Of the necklift cases studied by Dr. Rohrich, only 4% required revision. Most were due to residual fat, and these were corrected in a minor in-office procedure A smaller number of revisions were due to skin laxity issues, and the fewest were due to recurrent bands of skin and fat on the neck. According to Dr. Rohrich’s case studies, there are no differences in revision rates between men and women. In the talk to BAPRAS colleagues in London, Dr. Rohrich shared numerous specific cases and the best ways to correct problems both intraoperatively and postoperatively. He emphasized the fact that best results in most cases will not be visible earlier than six months after operating.
“The key to a successful facelift,” Dr. Rohrich said, “is understanding how the neck ages and performing a consistently good necklift with the facelift. If this is done carefully and with the appropriate careful planning, thought and consideration of each patient’s needs and expectations, patient satisfaction rates increases dramatically.”
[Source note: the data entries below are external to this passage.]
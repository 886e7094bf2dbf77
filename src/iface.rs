//! Network interface surface.
//!
//! The upper network stack consumes NICs through this module: an
//! [`Interface`] carries the `eth<N>` name, MTU, administrative flags,
//! the capability set derived from what the hardware negotiated, and the
//! two delivery hooks: a classifier fast path that may claim a packet,
//! and the generic input hook packets fall back to.

use alloc::boxed::Box;
use alloc::format;
use alloc::string::String;
use alloc::sync::Arc;
use alloc::vec::Vec;
use bitflags::bitflags;
use core::sync::atomic::{AtomicU32, Ordering};
use spin::{Mutex, RwLock};

use crate::mbuf::Mbuf;

/// Ethernet MTU.
pub const ETHERMTU: u16 = 1500;
/// Ethernet header size.
pub const ETHER_HDR_LEN: usize = 14;

bitflags! {
    /// Interface administrative/driver flags.
    #[derive(Debug, Clone, Copy, PartialEq, Eq)]
    pub struct IfFlags: u32 {
        const UP = 1 << 0;
        const BROADCAST = 1 << 1;
        /// The driver datapath is live; cleared on detach/down.
        const RUNNING = 1 << 2;
    }
}

bitflags! {
    /// Hardware capabilities advertised to the stack.
    #[derive(Debug, Clone, Copy, PartialEq, Eq)]
    pub struct IfCaps: u32 {
        /// Transmit checksum offload.
        const TXCSUM = 1 << 0;
        /// TCP/IPv4 segmentation offload.
        const TSO4 = 1 << 1;
        /// Receive checksum offload.
        const RXCSUM = 1 << 2;
        /// Large receive offload.
        const LRO = 1 << 3;
    }
}

/// Aggregated interface statistics, in the classic if_data shape.
#[derive(Debug, Clone, Copy, Default)]
pub struct IfData {
    pub ipackets: u64,
    pub ibytes: u64,
    pub iqdrops: u64,
    pub ierrors: u64,
    pub opackets: u64,
    pub obytes: u64,
    pub oerrors: u64,
}

/// Fast-path classifier: returns true if it consumed the packet.
pub type Classifier = Box<dyn Fn(&Mbuf) -> bool + Send + Sync>;
/// Generic input hook for packets the classifier declined.
pub type InputHook = Box<dyn Fn(Mbuf) + Send + Sync>;

/// Process-wide interface instance counter (`eth0`, `eth1`, ...).
static IF_INDEX: AtomicU32 = AtomicU32::new(0);

/// Registered interfaces.
static INTERFACES: Mutex<Vec<Arc<Interface>>> = Mutex::new(Vec::new());

/// A network interface as seen by the upper layers.
pub struct Interface {
    name: String,
    index: u32,
    mtu: u16,
    flags: AtomicU32,
    capabilities: IfCaps,
    cap_enabled: AtomicU32,
    classifier: RwLock<Option<Classifier>>,
    input: RwLock<Option<InputHook>>,
}

impl Interface {
    /// Allocate a new interface: `<prefix><N>` with N from the
    /// process-wide counter. Starts UP but not RUNNING.
    pub fn alloc(prefix: &str, mtu: u16, capabilities: IfCaps) -> Arc<Interface> {
        let index = IF_INDEX.fetch_add(1, Ordering::Relaxed);
        Arc::new(Interface {
            name: format!("{}{}", prefix, index),
            index,
            mtu,
            flags: AtomicU32::new((IfFlags::UP | IfFlags::BROADCAST).bits()),
            capabilities,
            cap_enabled: AtomicU32::new(capabilities.bits()),
            classifier: RwLock::new(None),
            input: RwLock::new(None),
        })
    }

    pub fn name(&self) -> &str {
        &self.name
    }

    pub fn index(&self) -> u32 {
        self.index
    }

    pub fn mtu(&self) -> u16 {
        self.mtu
    }

    /// Capabilities the hardware supports.
    pub fn capabilities(&self) -> IfCaps {
        self.capabilities
    }

    /// True if the given capability is currently enabled.
    pub fn cap_enabled(&self, cap: IfCaps) -> bool {
        IfCaps::from_bits_truncate(self.cap_enabled.load(Ordering::Relaxed)).contains(cap)
    }

    /// Enable/disable a subset of the supported capabilities.
    pub fn set_cap_enabled(&self, caps: IfCaps) {
        self.cap_enabled
            .store((caps & self.capabilities).bits(), Ordering::Relaxed);
    }

    pub fn flags(&self) -> IfFlags {
        IfFlags::from_bits_truncate(self.flags.load(Ordering::Relaxed))
    }

    /// True while the driver datapath is live.
    pub fn is_running(&self) -> bool {
        self.flags().contains(IfFlags::RUNNING)
    }

    /// Flip the RUNNING flag (driver up/down, detach).
    pub fn set_running(&self, on: bool) {
        if on {
            self.flags.fetch_or(IfFlags::RUNNING.bits(), Ordering::Relaxed);
        } else {
            self.flags.fetch_and(!IfFlags::RUNNING.bits(), Ordering::Relaxed);
        }
    }

    /// Install the classifier fast path.
    pub fn set_classifier(&self, classifier: Classifier) {
        *self.classifier.write() = Some(classifier);
    }

    /// Install the generic input hook.
    pub fn set_input(&self, input: InputHook) {
        *self.input.write() = Some(input);
    }

    /// Deliver a received packet: classifier first, input hook if it
    /// declines. Packets with no consumer are dropped here.
    pub fn deliver(&self, m: Mbuf) {
        {
            let classifier = self.classifier.read();
            if let Some(post) = classifier.as_ref() {
                if post(&m) {
                    return;
                }
            }
        }
        let input = self.input.read();
        if let Some(input) = input.as_ref() {
            input(m);
        }
    }
}

/// Register an interface with the subsystem.
pub fn attach(ifp: Arc<Interface>) {
    log::info!("[Net] attaching {}", ifp.name());
    ifp.set_running(true);
    INTERFACES.lock().push(ifp);
}

/// Unregister an interface; stops its datapath.
pub fn detach(ifp: &Arc<Interface>) {
    ifp.set_running(false);
    INTERFACES.lock().retain(|i| i.index() != ifp.index());
    log::info!("[Net] detached {}", ifp.name());
}

/// Look up an interface by name.
pub fn lookup(name: &str) -> Option<Arc<Interface>> {
    INTERFACES.lock().iter().find(|i| i.name() == name).cloned()
}

/// Number of registered interfaces.
pub fn count() -> usize {
    INTERFACES.lock().len()
}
About Rod J. Rohrich, M.D., F.A.C.S.
Dr. Rod J. Rohrich holds the Betty and Warren Woodward Chair in Plastic and Reconstructive Surgery at UT Southwestern Medical Center in Dallas, Texas. He also holds the UT Southwestern Medical Center Crystal Charity Ball Distinguished Chair in Plastic Surgery. He is a graduate of the Baylor College of Medicine with high honors, with residencies at the University of Michigan Medical Center and fellowships at Massachusetts General Hospital/Harvard (hand/microsurgery) and Oxford University (pediatric plastic surgery). He has served as president of the American Society of Plastic Surgeons and currently serves as president of the Rhinoplasty Society. He repeatedly has been selected by his peers as one of America's best doctors, and twice has received one of his profession's highest honors, the Plastic Surgery Educational Foundation Distinguished Service Award, which recognizes his contributions to education in his field. Dr. Rohrich participates in and has led numerous associations and councils for the advancement of plastic and reconstructive surgery. He is a native of North Dakota and is married to Dr. Diane Gibby, also a plastic surgeon. They live in Texas with their two children.